** Provided material follows **

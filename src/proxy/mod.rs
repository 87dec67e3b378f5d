//! # 代理服务器模块
//!
//! 本模块实现了瓦片代理的HTTP转发路径，包括：
//!
//! - 客户端连接监听与优雅关闭
//! - 轮询选择上游键并附加当前会话Cookie
//! - 每个上游键一条持久的HTTP/2多路复用连接
//! - 图片响应体的流式回传
//!
//! ## 主要组件
//!
//! - `ProxyServer`: 监听器，将每个请求交给分发器
//! - `TileDispatcher`: 请求分发与上游响应分类
//! - `UpstreamPool`: 按键管理的HTTP/2连接池
//! - `ClientMeta`: 访问日志所需的客户端标识信息
//!
//! ## 使用示例
//!
//! ```rust,no_run
//! use tilegate::config::Config;
//! use tilegate::proxy::ProxyServer;
//!
//! # async fn example() -> Result<(), Box<dyn std::error::Error>> {
//! let config = Config::from_file_with_env("config/config.toml").await?;
//! let server = ProxyServer::from_config(&config).await?;
//! server.run().await?;
//! # Ok(())
//! # }
//! ```

pub mod dispatcher; // 请求分发器
pub mod headers; // 请求/响应头辅助函数
pub mod pool; // 上游HTTP/2连接池
pub mod server; // 监听服务器实现

pub use dispatcher::TileDispatcher;
pub use headers::ClientMeta;
pub use pool::UpstreamPool;
pub use server::ProxyServer;
use hyper::client::conn::http2::{self, SendRequest};
use hyper::client::HttpConnector;
use hyper::service::Service;
use hyper::{Body, Uri};
use hyper_rustls::{HttpsConnector, HttpsConnectorBuilder};
use std::collections::HashMap;
use std::future::Future;
use std::sync::atomic::{AtomicU64, Ordering};
use std::sync::Arc;
use std::time::Instant;
use tracing::{debug, info, warn};

use crate::config::UpstreamConfig;
use crate::error::{TilegateError, TilegateResult};

/// Multiplexed request channel over one upstream HTTP/2 connection
pub type UpstreamSender = SendRequest<Body>;

/// Runs hyper's connection tasks on the ambient tokio runtime
#[derive(Clone, Copy, Debug, Default)]
pub struct TokioExecutor;

impl<F> hyper::rt::Executor<F> for TokioExecutor
where
    F: Future + Send + 'static,
    F::Output: Send + 'static,
{
    fn execute(&self, fut: F) {
        tokio::spawn(fut);
    }
}

struct PoolEntry {
    sender: UpstreamSender,
    connected_at: Instant,
}

type Slot = Arc<tokio::sync::Mutex<Option<PoolEntry>>>;

/// One persistent HTTP/2 connection per upstream key.
///
/// Connections are opened lazily and replaced once observed closed. Callers
/// asking for the same key while it reconnects wait on the same slot, so they
/// converge on a single new connection.
#[derive(Clone)]
pub struct UpstreamPool {
    inner: Arc<PoolInner>,
}

struct PoolInner {
    origin_template: String,
    connector: HttpsConnector<HttpConnector>,
    slots: parking_lot::Mutex<HashMap<String, Slot>>,
    connects: AtomicU64,
}

impl UpstreamPool {
    pub fn new<S: Into<String>>(origin_template: S) -> Self {
        let mut http = HttpConnector::new();
        http.enforce_http(false);
        http.set_nodelay(true);

        let connector = HttpsConnectorBuilder::new()
            .with_webpki_roots()
            .https_or_http()
            .enable_http2()
            .wrap_connector(http);

        Self {
            inner: Arc::new(PoolInner {
                origin_template: origin_template.into(),
                connector,
                slots: parking_lot::Mutex::new(HashMap::new()),
                connects: AtomicU64::new(0),
            }),
        }
    }

    pub fn from_config(config: &UpstreamConfig) -> Self {
        Self::new(config.origin_template.clone())
    }

    /// Origin (scheme + authority) serving a key
    pub fn origin_for(&self, key: &str) -> String {
        self.inner
            .origin_template
            .replace(crate::config::upstream::KEY_PLACEHOLDER, key)
    }

    /// Live connection for `key`, connecting first if there is none or the
    /// previous one has closed
    pub async fn get(&self, key: &str) -> TilegateResult<UpstreamSender> {
        let slot = {
            let mut slots = self.inner.slots.lock();
            Arc::clone(slots.entry(key.to_string()).or_default())
        };

        let mut entry = slot.lock().await;
        if let Some(existing) = entry.as_mut() {
            // Fails once the connection task has observed the close
            if existing.sender.ready().await.is_ok() {
                return Ok(existing.sender.clone());
            }
            debug!(
                "Upstream connection for '{}' closed after {}s, reconnecting",
                key,
                existing.connected_at.elapsed().as_secs()
            );
            *entry = None;
        }

        let sender = self.connect(key).await?;
        *entry = Some(PoolEntry {
            sender: sender.clone(),
            connected_at: Instant::now(),
        });
        Ok(sender)
    }

    /// Number of connections opened since the pool was created
    pub fn connections_opened(&self) -> u64 {
        self.inner.connects.load(Ordering::SeqCst)
    }

    async fn connect(&self, key: &str) -> TilegateResult<UpstreamSender> {
        let origin = self.origin_for(key);
        let uri: Uri = origin.parse()?;

        let mut connector = self.inner.connector.clone();
        let io = connector.call(uri).await.map_err(|e| {
            TilegateError::upstream_transport(key, format!("connect to {} failed: {}", origin, e))
        })?;

        let (sender, connection) = http2::handshake(TokioExecutor, io).await.map_err(|e| {
            TilegateError::upstream_transport(key, format!("HTTP/2 handshake with {} failed: {}", origin, e))
        })?;

        let conn_key = key.to_string();
        tokio::spawn(async move {
            match connection.await {
                Ok(()) => debug!("Upstream connection for '{}' finished", conn_key),
                Err(e) => warn!("Upstream connection for '{}' failed: {}", conn_key, e),
            }
        });

        self.inner.connects.fetch_add(1, Ordering::SeqCst);
        info!("Connected to upstream '{}' at {}", key, origin);
        Ok(sender)
    }
}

** End of Provided material **

What you need to do:
Count each line of the entries that holds the word "Future", then state the total and nothing more.

Result of this exercise:
2